The Dosimetry Paradox of Aguix Radiosensitizer Nanoparticles: Shifting from Macroscopic Dose Enhancement to Microdosimetric Specific Energy Distributions
Abstract
Purpose
Preclinical studies combining radiation with gadolinium-based AGuIX nanoparticles show potent radiosensitization effect. However, physics simulations to date show a lack of macroscopic dose enhancement. We address this by shifting from absorbed dose (D) to microdosimetric specific energy (z). We test the hypothesis that the therapeutic benefit is linked to alterations in the stochastic distribution of energy deposition events at the nanoscale, driven by short-range electron cascades arising from AGuIX nanoparticles.
Methods
We performed Monte Carlo simulations using the TOPAS toolkit (Geant4 code). A cell model incorporating 177Lu decays from the membrane generated a phase space source entering lysosomes.
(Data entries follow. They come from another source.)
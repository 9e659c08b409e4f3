//! Singleton factory account: fee governance and pair-count registry.

use borsh::{BorshDeserialize, BorshSerialize};
use solana_program::pubkey::Pubkey;

/// The factory's one on-chain account, located at `[FACTORY_SEED]`.
///
/// `all_pairs` enumeration does not need a growable on-chain vector: any
/// client can re-derive a pair's address from its two sorted mints, and
/// `pair_count` alone gives the cardinality a client needs to paginate.
#[derive(BorshSerialize, BorshDeserialize, Debug, Clone, PartialEq)]
pub struct FactoryState {
    pub is_initialized: bool,
    /// Recipient of protocol fees. The default pubkey disables the fee.
    pub fee_to: Pubkey,
    /// Signer authorized to change `fee_to` and `fee_to_setter`.
    pub fee_to_setter: Pubkey,
    /// Number of pairs created so far; doubles as the next `PairCreated.index`.
    pub pair_count: u64,
    pub bump: u8,
}

impl FactoryState {
    pub const LEN: usize = 1 + 32 + 32 + 8 + 1;

    pub fn new(fee_to_setter: Pubkey, bump: u8) -> Self {
        FactoryState {
            is_initialized: true,
            fee_to: Pubkey::default(),
            fee_to_setter,
            pair_count: 0,
            bump,
        }
    }

    pub fn fee_on(&self) -> bool {
        self.fee_to != Pubkey::default()
    }
}
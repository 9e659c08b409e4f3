//! `swap`, `skim`, and `sync`: the price-discovery path and the two
//! housekeeping instructions that keep reserves honest against the vaults'
//! actual balances.

use borsh::BorshSerialize;
use solana_program::{
    account_info::{next_account_info, AccountInfo},
    clock::Clock,
    entrypoint::ProgramResult,
    instruction::{AccountMeta, Instruction},
    msg,
    program::invoke,
    pubkey::Pubkey,
    sysvar::Sysvar,
};

use crate::constants::{FEE_DENOMINATOR, FEE_NUMERATOR, PAIR_SEED};
use crate::error::AmmError;
use crate::state::pair_state::PairState;
use crate::types::events::{emit_swap, emit_sync, SwapEvent, SyncEvent};
use crate::utils::fixed_point::U256;
use crate::utils::reentrancy::PairGuard;
use crate::utils::serialization::{load_state, save_state};
use crate::utils::token_validation::{safe_transfer, token_account_owner, validate_vault, vault_balance};
use crate::utils::validation::validate_owner;

/// Payload handed to an optional flash-swap callback receiver, mirroring the
/// `(sender, amount0Out, amount1Out, data)` tuple the callback interface
/// takes.
#[derive(BorshSerialize)]
struct SwapCallbackPayload {
    sender: Pubkey,
    amount0_out: u64,
    amount1_out: u64,
    data: Vec<u8>,
}

pub fn process_swap(
    program_id: &Pubkey,
    accounts: &[AccountInfo],
    amount0_out: u64,
    amount1_out: u64,
    callback_data: Vec<u8>,
) -> ProgramResult {
    let iter = &mut accounts.iter();
    let sender = next_account_info(iter)?;
    let pair_account = next_account_info(iter)?;
    let vault0_account = next_account_info(iter)?;
    let vault1_account = next_account_info(iter)?;
    let to_token0 = next_account_info(iter)?;
    let to_token1 = next_account_info(iter)?;
    let token_program = next_account_info(iter)?;
    let remaining: Vec<&AccountInfo> = iter.collect();

    validate_owner(pair_account, program_id)?;
    let mut pair: PairState = load_state(pair_account)?;
    validate_vault(vault0_account, &pair.token0, pair_account.key)?;
    validate_vault(vault1_account, &pair.token1, pair_account.key)?;

    if amount0_out == 0 && amount1_out == 0 {
        return Err(AmmError::InsufficientOutputAmount.into());
    }

    let amount0_in;
    let amount1_in;
    {
        let mut pair = PairGuard::enter(pair_account, &mut pair)?;

        let (reserve0, reserve1, _) = pair.get_reserves();
        if u128::from(amount0_out) >= reserve0 || u128::from(amount1_out) >= reserve1 {
            return Err(AmmError::InsufficientLiquidity.into());
        }

        // The swap's payout must not be redirected back into the pair's own
        // vaults: that would let a caller launder reserve funds as "output"
        // without the balance delta the K-check relies on ever appearing.
        if to_token0.key == vault0_account.key
            || to_token0.key == vault1_account.key
            || to_token1.key == vault0_account.key
            || to_token1.key == vault1_account.key
        {
            return Err(AmmError::InvalidTo.into());
        }

        let authority_seeds: &[&[u8]] = &[PAIR_SEED, pair.token0.as_ref(), pair.token1.as_ref(), &[pair.bump]];
        safe_transfer(token_program, vault0_account, to_token0, pair_account, amount0_out, authority_seeds)?;
        safe_transfer(token_program, vault1_account, to_token1, pair_account, amount1_out, authority_seeds)?;

        if !callback_data.is_empty() {
            let callback_program = remaining
                .first()
                .ok_or(AmmError::InvalidTo)?;
            // The callback receiver must be the executable program that holds
            // (is the SPL-Token `owner`/authority of) the `to` token account
            // the payout above just credited, matching the documented
            // `to`-designated-receiver contract; otherwise any unrelated
            // program could be named here to intercept the payload.
            let to0_owner = token_account_owner(to_token0)?;
            let to1_owner = token_account_owner(to_token1)?;
            if !callback_program.executable
                || (*callback_program.key != to0_owner && *callback_program.key != to1_owner)
            {
                return Err(AmmError::InvalidTo.into());
            }
            let callback_accounts: Vec<&AccountInfo> = remaining[1..].to_vec();

            let mut metas = Vec::with_capacity(callback_accounts.len());
            let mut infos = Vec::with_capacity(callback_accounts.len() + 1);
            infos.push((*callback_program).clone());
            for info in &callback_accounts {
                metas.push(if info.is_writable {
                    AccountMeta::new(*info.key, info.is_signer)
                } else {
                    AccountMeta::new_readonly(*info.key, info.is_signer)
                });
                infos.push((*info).clone());
            }

            let payload = SwapCallbackPayload {
                sender: *sender.key,
                amount0_out,
                amount1_out,
                data: callback_data,
            };
            let mut data = Vec::new();
            payload.serialize(&mut data).map_err(|_| AmmError::InvalidTo)?;

            let ix = Instruction {
                program_id: *callback_program.key,
                accounts: metas,
                data,
            };
            invoke(&ix, &infos)?;
        }

        let bal0 = vault_balance(vault0_account)? as u128;
        let bal1 = vault_balance(vault1_account)? as u128;

        let expected0 = reserve0.checked_sub(u128::from(amount0_out)).ok_or(AmmError::Overflow)?;
        let expected1 = reserve1.checked_sub(u128::from(amount1_out)).ok_or(AmmError::Overflow)?;
        amount0_in = if bal0 > expected0 { bal0 - expected0 } else { 0 };
        amount1_in = if bal1 > expected1 { bal1 - expected1 } else { 0 };
        if amount0_in == 0 && amount1_in == 0 {
            return Err(AmmError::InsufficientInputAmount.into());
        }

        let bal0_adjusted = U256::from(bal0) * U256::from(FEE_DENOMINATOR)
            - U256::from(amount0_in) * U256::from(FEE_NUMERATOR);
        let bal1_adjusted = U256::from(bal1) * U256::from(FEE_DENOMINATOR)
            - U256::from(amount1_in) * U256::from(FEE_NUMERATOR);
        let lhs = bal0_adjusted * bal1_adjusted;
        let rhs = U256::from(reserve0) * U256::from(reserve1) * U256::from(FEE_DENOMINATOR * FEE_DENOMINATOR);
        if lhs < rhs {
            return Err(AmmError::K.into());
        }

        let now32 = Clock::get()?.unix_timestamp as u32;
        pair.update(bal0, bal1, now32)?;
    }

    save_state(pair_account, &pair)?;

    emit_swap(SwapEvent {
        sender: *sender.key,
        amount0_in: u64::try_from(amount0_in).map_err(|_| AmmError::Overflow)?,
        amount1_in: u64::try_from(amount1_in).map_err(|_| AmmError::Overflow)?,
        amount0_out,
        amount1_out,
        to: *to_token0.key,
    });
    msg!(
        "swap: in=({}, {}) out=({}, {})",
        amount0_in,
        amount1_in,
        amount0_out,
        amount1_out
    );
    Ok(())
}

pub fn process_skim(program_id: &Pubkey, accounts: &[AccountInfo]) -> ProgramResult {
    let iter = &mut accounts.iter();
    let pair_account = next_account_info(iter)?;
    let vault0_account = next_account_info(iter)?;
    let vault1_account = next_account_info(iter)?;
    let to_token0 = next_account_info(iter)?;
    let to_token1 = next_account_info(iter)?;
    let token_program = next_account_info(iter)?;

    validate_owner(pair_account, program_id)?;
    let mut pair: PairState = load_state(pair_account)?;
    validate_vault(vault0_account, &pair.token0, pair_account.key)?;
    validate_vault(vault1_account, &pair.token1, pair_account.key)?;

    {
        let pair = PairGuard::enter(pair_account, &mut pair)?;

        let bal0 = vault_balance(vault0_account)? as u128;
        let bal1 = vault_balance(vault1_account)? as u128;
        let (reserve0, reserve1, _) = pair.get_reserves();

        let excess0 = bal0.saturating_sub(reserve0);
        let excess1 = bal1.saturating_sub(reserve1);
        let excess0_u64 = u64::try_from(excess0).map_err(|_| AmmError::Overflow)?;
        let excess1_u64 = u64::try_from(excess1).map_err(|_| AmmError::Overflow)?;

        let authority_seeds: &[&[u8]] = &[PAIR_SEED, pair.token0.as_ref(), pair.token1.as_ref(), &[pair.bump]];
        safe_transfer(token_program, vault0_account, to_token0, pair_account, excess0_u64, authority_seeds)?;
        safe_transfer(token_program, vault1_account, to_token1, pair_account, excess1_u64, authority_seeds)?;
    }

    save_state(pair_account, &pair)?;
    msg!("skim: {} -> {}", pair_account.key, to_token0.key);
    Ok(())
}

pub fn process_sync(program_id: &Pubkey, accounts: &[AccountInfo]) -> ProgramResult {
    let iter = &mut accounts.iter();
    let pair_account = next_account_info(iter)?;
    let vault0_account = next_account_info(iter)?;
    let vault1_account = next_account_info(iter)?;

    validate_owner(pair_account, program_id)?;
    let mut pair: PairState = load_state(pair_account)?;
    validate_vault(vault0_account, &pair.token0, pair_account.key)?;
    validate_vault(vault1_account, &pair.token1, pair_account.key)?;

    {
        let mut pair = PairGuard::enter(pair_account, &mut pair)?;
        let bal0 = vault_balance(vault0_account)? as u128;
        let bal1 = vault_balance(vault1_account)? as u128;
        let now32 = Clock::get()?.unix_timestamp as u32;
        pair.update(bal0, bal1, now32)?;
    }

    save_state(pair_account, &pair)?;
    emit_sync(SyncEvent {
        reserve0: pair.reserve0,
        reserve1: pair.reserve1,
    });
    Ok(())
}

/// Read-only: logs `(reserve0, reserve1, block_timestamp_last)` for a pair.
/// Solana instructions have no return channel other than logs/return data,
/// so this mirrors the teacher's `get_pool_info`-style view processor.
///
/// Accounts:
/// 0. `[]` pair PDA
pub fn process_get_reserves(program_id: &Pubkey, accounts: &[AccountInfo]) -> ProgramResult {
    let iter = &mut accounts.iter();
    let pair_account = next_account_info(iter)?;

    validate_owner(pair_account, program_id)?;
    let pair: PairState = load_state(pair_account)?;
    let (r0, r1, t) = pair.get_reserves();
    msg!("reserves: r0={} r1={} t={}", r0, r1, t);
    Ok(())
}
These particles were transported through a lysosomal geometry containing explicit AGuIX Gd-nanoparticles (1.5 nm radius) or water-equivalent controls. We used G4Em-Livermore for nanoparticle (AGuIX/control) interactions and G4Em-DNA for low-energy track structure in water. We scored both radial dose profiles and specific energy (z) distributions in nanometric voxels proximal to the nanoparticles to quantify stochastic energy deposition patterns.
Results
Radial dose profiles (D) showed negligible differences in Dose Enhancement Factor (DEF). However, microdosimetric analysis showed a shifted specific energy (z) probability density function in voxels proximal to the nanoparticles. While the mean specific energy remained comparable, the AGuIX group showed an increase in the frequency of high-z events (energy deposition spikes). This tail corresponds to the localized, high-density energy transfer characteristic of Auger cascades, which is conventionally averaged out in standard dosimetry.
Conclusion
The radiosensitizing efficacy of AGuIX is driven by stochastic, high-specific-energy events, rather than cumulative dose enhancement. Standard macroscopic dosimetry obscures these nanometric spikes. Consequently, specific energy (z) provides the mechanistic link between physics and biology, establishing it as the superior metric for predicting efficacy in high-Z nanoparticles radiosensitization.